Records for the exercise:
//! Registry-side scheduling: creating, approving and suspending imports,
//! and making sure every reviewed import has a job.

use crate::jobs::{
    domain::{
        CodeImportJob, ImportConfiguration, ImportId, JobDomainError, JobId, JobState, NewImport,
        ReviewStatus,
    },
    ports::{CodeImportStore, CodeImportStoreError},
};
use mockable::Clock;
use std::sync::Arc;
use thiserror::Error;

/// Service-level errors for the job workflow.
#[derive(Debug, Error)]
pub enum WorkflowError {
    /// The import configuration does not exist.
    #[error("import not found: {0}")]
    ImportNotFound(ImportId),
    /// The import has no job to run.
    #[error("import {0} has no job")]
    NoJobForImport(ImportId),
    /// Domain validation failed.
    #[error(transparent)]
    Domain(#[from] JobDomainError),
    /// Store operation failed.
    #[error(transparent)]
    Store(#[from] CodeImportStoreError),
}

/// Result type for workflow operations.
pub type WorkflowResult<T> = Result<T, WorkflowError>;

/// Outcome of a request to run an import's job immediately.
#[derive(Debug, Clone, Copy, PartialEq, Eq)]
pub enum RunNowOutcome {
    /// The pending job's due date was moved to now.
    BroughtForward(JobId),
    /// The pending job was already due.
    AlreadyDue(JobId),
    /// The job is running.
    AlreadyRunning(JobId),
}

/// What a scan did with one import that had no job.
#[derive(Debug, Clone, PartialEq, Eq)]
pub enum ScanOutcome {
    /// A job was created.
    Scheduled(JobId),
    /// The import is not reviewed, so no job was created.
    NotSchedulable(ReviewStatus),
    /// Creating the job failed.
    Failed(String),
}

/// Per-import outcomes of [`JobWorkflow::schedule_missing_jobs`].
#[derive(Debug, Clone, Default, PartialEq, Eq)]
pub struct ScanSummary {
    /// Outcomes in import id order.
    pub outcomes: Vec<(ImportId, ScanOutcome)>,
}

impl ScanSummary {
    /// Returns how many jobs were created.
    #[must_use]
    pub fn scheduled(&self) -> usize {
        self.count(|outcome| matches!(outcome, ScanOutcome::Scheduled(_)))
    }

    /// Returns how many imports were skipped as not schedulable.
    #[must_use]
    pub fn skipped(&self) -> usize {
        self.count(|outcome| matches!(outcome, ScanOutcome::NotSchedulable(_)))
    }

    /// Returns how many imports failed.
    #[must_use]
    pub fn failed(&self) -> usize {
        self.count(|outcome| matches!(outcome, ScanOutcome::Failed(_)))
    }

    fn count(&self, predicate: impl Fn(&ScanOutcome) -> bool) -> usize {
        self.outcomes
            .iter()
            .filter(|(_, outcome)| predicate(outcome))
            .count()
    }
}

/// Import registry workflow service.
#[derive(Clone)]
pub struct JobWorkflow<S, C>
where
    S: CodeImportStore,
    C: Clock + Send + Sync,
{
    store: Arc<S>,
    clock: Arc<C>,
}

impl<S, C> JobWorkflow<S, C>
where
    S: CodeImportStore,
    C: Clock + Send + Sync,
{
    /// Creates a new workflow service.
    #[must_use]
    pub const fn new(store: Arc<S>, clock: Arc<C>) -> Self {
        Self { store, clock }
    }

    /// Registers a new import configuration awaiting review.
    ///
    /// # Errors
    ///
    /// Returns [`WorkflowError::Store`] when the target branch is already
    /// used by another import or persistence fails.
    pub async fn create_import(&self, import: NewImport) -> WorkflowResult<ImportConfiguration> {
        let configuration = self.store.store_import(import, self.clock.utc()).await?;
        tracing::info!(
            import_id = %configuration.id(),
            target = %configuration.target(),
            kind = %configuration.source().kind(),
            "created import configuration"
        );
        Ok(configuration)
    }

    /// Marks an import as reviewed and makes sure it has a job, due now.
    ///
    /// # Errors
    ///
    /// Returns [`WorkflowError::ImportNotFound`] for unknown imports and
    /// [`WorkflowError::Domain`] when the import is already reviewed.
    pub async fn approve(&self, import_id: ImportId) -> WorkflowResult<CodeImportJob> {
        let now = self.clock.utc();
        let mut import = self.find_import(import_id).await?;
        import.set_review_status(ReviewStatus::Reviewed, now)?;
        self.store.update_import(&import).await?;
        if let Some(existing) = self.store.find_job_for_import(import_id).await? {
            return Ok(existing);
        }
        let job = self.store.insert_job(import_id, now, now).await?;
        tracing::info!(import_id = %import_id, job_id = %job.id(), "approved import");
        Ok(job)
    }

    /// Suspends an import. Its pending job stays but is not claimed until
    /// the import is reviewed again.
    ///
    /// # Errors
    ///
    /// Returns [`WorkflowError::ImportNotFound`] for unknown imports and
    /// [`WorkflowError::Domain`] when the import is already suspended.
    pub async fn suspend(&self, import_id: ImportId) -> WorkflowResult<ImportConfiguration> {
        let mut import = self.find_import(import_id).await?;
        import.set_review_status(ReviewStatus::Suspended, self.clock.utc())?;
        self.store.update_import(&import).await?;
        tracing::info!(import_id = %import_id, "suspended import");
        Ok(import)
    }

    /// Moves an import's pending job to run as soon as possible.
    ///
    /// # Errors
    ///
    /// Returns [`WorkflowError::NoJobForImport`] when the import has no job.
    pub async fn request_job_now(&self, import_id: ImportId) -> WorkflowResult<RunNowOutcome> {
        let job = self
            .store
            .find_job_for_import(import_id)
            .await?
            .ok_or(WorkflowError::NoJobForImport(import_id))?;
        if job.state() == JobState::Running {
            return Ok(RunNowOutcome::AlreadyRunning(job.id()));
        }
        let moved = self
            .store
            .bring_job_forward(job.id(), self.clock.utc())
            .await?;
        if moved {
            tracing::info!(import_id = %import_id, job_id = %job.id(), "job requested to run now");
            Ok(RunNowOutcome::BroughtForward(job.id()))
        } else {
            Ok(RunNowOutcome::AlreadyDue(job.id()))
        }
    }

    /// Creates jobs for every reviewed import that has none.
    ///
    /// Reviewed imports with a past success are due one update interval after
    /// it; everything else is due now. A failure on one import is recorded in
    /// the summary and the scan carries on.
    ///
    /// # Errors
    ///
    /// Returns [`WorkflowError::Store`] only when listing the imports fails.
    pub async fn schedule_missing_jobs(&self) -> WorkflowResult<ScanSummary> {
        let now = self.clock.utc();
        let imports = self.store.list_imports_without_job().await?;
        let mut summary = ScanSummary::default();
        for import in imports {
            let outcome = if import.review_status().is_schedulable() {
                let date_due = import
                    .date_last_successful()
                    .map_or(now, |last| (last + import.effective_update_interval()).max(now));
                match self.store.insert_job(import.id(), date_due, now).await {
                    Ok(job) => ScanOutcome::Scheduled(job.id()),
                    Err(err) => {
                        tracing::warn!(import_id = %import.id(), error = %err, "failed to schedule import");
                        ScanOutcome::Failed(err.to_string())
                    }
                }
            } else {
                ScanOutcome::NotSchedulable(import.review_status())
            };
            summary.outcomes.push((import.id(), outcome));
        }
        tracing::info!(
            scheduled = summary.scheduled(),
            skipped = summary.skipped(),
            failed = summary.failed(),
            "scheduled missing jobs"
        );
        Ok(summary)
    }

    async fn find_import(&self, import_id: ImportId) -> WorkflowResult<ImportConfiguration> {
        self.store
            .find_import(import_id)
            .await?
            .ok_or(WorkflowError::ImportNotFound(import_id))
    }
}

Exercise directions:
Return everything in the records. Keep each line exactly as written.

Solution to the exercise:
//! Registry-side scheduling: creating, approving and suspending imports,
//! and making sure every reviewed import has a job.

use crate::jobs::{
    domain::{
        CodeImportJob, ImportConfiguration, ImportId, JobDomainError, JobId, JobState, NewImport,
        ReviewStatus,
    },
    ports::{CodeImportStore, CodeImportStoreError},
};
use mockable::Clock;
use std::sync::Arc;
use thiserror::Error;

/// Service-level errors for the job workflow.
#[derive(Debug, Error)]
pub enum WorkflowError {
    /// The import configuration does not exist.
    #[error("import not found: {0}")]
    ImportNotFound(ImportId),
    /// The import has no job to run.
    #[error("import {0} has no job")]
    NoJobForImport(ImportId),
    /// Domain validation failed.
    #[error(transparent)]
    Domain(#[from] JobDomainError),
    /// Store operation failed.
    #[error(transparent)]
    Store(#[from] CodeImportStoreError),
}

/// Result type for workflow operations.
pub type WorkflowResult<T> = Result<T, WorkflowError>;

/// Outcome of a request to run an import's job immediately.
#[derive(Debug, Clone, Copy, PartialEq, Eq)]
pub enum RunNowOutcome {
    /// The pending job's due date was moved to now.
    BroughtForward(JobId),
    /// The pending job was already due.
    AlreadyDue(JobId),
    /// The job is running.
    AlreadyRunning(JobId),
}

/// What a scan did with one import that had no job.
#[derive(Debug, Clone, PartialEq, Eq)]
pub enum ScanOutcome {
    /// A job was created.
    Scheduled(JobId),
    /// The import is not reviewed, so no job was created.
    NotSchedulable(ReviewStatus),
    /// Creating the job failed.
    Failed(String),
}

/// Per-import outcomes of [`JobWorkflow::schedule_missing_jobs`].
#[derive(Debug, Clone, Default, PartialEq, Eq)]
pub struct ScanSummary {
    /// Outcomes in import id order.
    pub outcomes: Vec<(ImportId, ScanOutcome)>,
}

impl ScanSummary {
    /// Returns how many jobs were created.
    #[must_use]
    pub fn scheduled(&self) -> usize {
        self.count(|outcome| matches!(outcome, ScanOutcome::Scheduled(_)))
    }

    /// Returns how many imports were skipped as not schedulable.
    #[must_use]
    pub fn skipped(&self) -> usize {
        self.count(|outcome| matches!(outcome, ScanOutcome::NotSchedulable(_)))
    }

    /// Returns how many imports failed.
    #[must_use]
    pub fn failed(&self) -> usize {
        self.count(|outcome| matches!(outcome, ScanOutcome::Failed(_)))
    }

    fn count(&self, predicate: impl Fn(&ScanOutcome) -> bool) -> usize {
        self.outcomes
            .iter()
            .filter(|(_, outcome)| predicate(outcome))
            .count()
    }
}

/// Import registry workflow service.
#[derive(Clone)]
pub struct JobWorkflow<S, C>
where
    S: CodeImportStore,
    C: Clock + Send + Sync,
{
    store: Arc<S>,
    clock: Arc<C>,
}

impl<S, C> JobWorkflow<S, C>
where
    S: CodeImportStore,
    C: Clock + Send + Sync,
{
    /// Creates a new workflow service.
    #[must_use]
    pub const fn new(store: Arc<S>, clock: Arc<C>) -> Self {
        Self { store, clock }
    }

    /// Registers a new import configuration awaiting review.
    ///
    /// # Errors
    ///
    /// Returns [`WorkflowError::Store`] when the target branch is already
    /// used by another import or persistence fails.
    pub async fn create_import(&self, import: NewImport) -> WorkflowResult<ImportConfiguration> {
        let configuration = self.store.store_import(import, self.clock.utc()).await?;
        tracing::info!(
            import_id = %configuration.id(),
            target = %configuration.target(),
            kind = %configuration.source().kind(),
            "created import configuration"
        );
        Ok(configuration)
    }

    /// Marks an import as reviewed and makes sure it has a job, due now.
    ///
    /// # Errors
    ///
    /// Returns [`WorkflowError::ImportNotFound`] for unknown imports and
    /// [`WorkflowError::Domain`] when the import is already reviewed.
    pub async fn approve(&self, import_id: ImportId) -> WorkflowResult<CodeImportJob> {
        let now = self.clock.utc();
        let mut import = self.find_import(import_id).await?;
        import.set_review_status(ReviewStatus::Reviewed, now)?;
        self.store.update_import(&import).await?;
        if let Some(existing) = self.store.find_job_for_import(import_id).await? {
            return Ok(existing);
        }
        let job = self.store.insert_job(import_id, now, now).await?;
        tracing::info!(import_id = %import_id, job_id = %job.id(), "approved import");
        Ok(job)
    }

    /// Suspends an import. Its pending job stays but is not claimed until
    /// the import is reviewed again.
    ///
    /// # Errors
    ///
    /// Returns [`WorkflowError::ImportNotFound`] for unknown imports and
    /// [`WorkflowError::Domain`] when the import is already suspended.
    pub async fn suspend(&self, import_id: ImportId) -> WorkflowResult<ImportConfiguration> {
        let mut import = self.find_import(import_id).await?;
        import.set_review_status(ReviewStatus::Suspended, self.clock.utc())?;
        self.store.update_import(&import).await?;
        tracing::info!(import_id = %import_id, "suspended import");
        Ok(import)
    }

    /// Moves an import's pending job to run as soon as possible.
    ///
    /// # Errors
    ///
    /// Returns [`WorkflowError::NoJobForImport`] when the import has no job.
    pub async fn request_job_now(&self, import_id: ImportId) -> WorkflowResult<RunNowOutcome> {
        let job = self
            .store
            .find_job_for_import(import_id)
            .await?
            .ok_or(WorkflowError::NoJobForImport(import_id))?;
        if job.state() == JobState::Running {
            return Ok(RunNowOutcome::AlreadyRunning(job.id()));
        }
        let moved = self
            .store
            .bring_job_forward(job.id(), self.clock.utc())
            .await?;
        if moved {
            tracing::info!(import_id = %import_id, job_id = %job.id(), "job requested to run now");
            Ok(RunNowOutcome::BroughtForward(job.id()))
        } else {
            Ok(RunNowOutcome::AlreadyDue(job.id()))
        }
    }

    /// Creates jobs for every reviewed import that has none.
    ///
    /// Reviewed imports with a past success are due one update interval after
    /// it; everything else is due now. A failure on one import is recorded in
    /// the summary and the scan carries on.
    ///
    /// # Errors
    ///
    /// Returns [`WorkflowError::Store`] only when listing the imports fails.
    pub async fn schedule_missing_jobs(&self) -> WorkflowResult<ScanSummary> {
        let now = self.clock.utc();
        let imports = self.store.list_imports_without_job().await?;
        let mut summary = ScanSummary::default();
        for import in imports {
            let outcome = if import.review_status().is_schedulable() {
                let date_due = import
                    .date_last_successful()
                    .map_or(now, |last| (last + import.effective_update_interval()).max(now));
                match self.store.insert_job(import.id(), date_due, now).await {
                    Ok(job) => ScanOutcome::Scheduled(job.id()),
                    Err(err) => {
                        tracing::warn!(import_id = %import.id(), error = %err, "failed to schedule import");
                        ScanOutcome::Failed(err.to_string())
                    }
                }
            } else {
                ScanOutcome::NotSchedulable(import.review_status())
            };
            summary.outcomes.push((import.id(), outcome));
        }
        tracing::info!(
            scheduled = summary.scheduled(),
            skipped = summary.skipped(),
            failed = summary.failed(),
            "scheduled missing jobs"
        );
        Ok(summary)
    }

    async fn find_import(&self, import_id: ImportId) -> WorkflowResult<ImportConfiguration> {
        self.store
            .find_import(import_id)
            .await?
            .ok_or(WorkflowError::ImportNotFound(import_id))
    }
}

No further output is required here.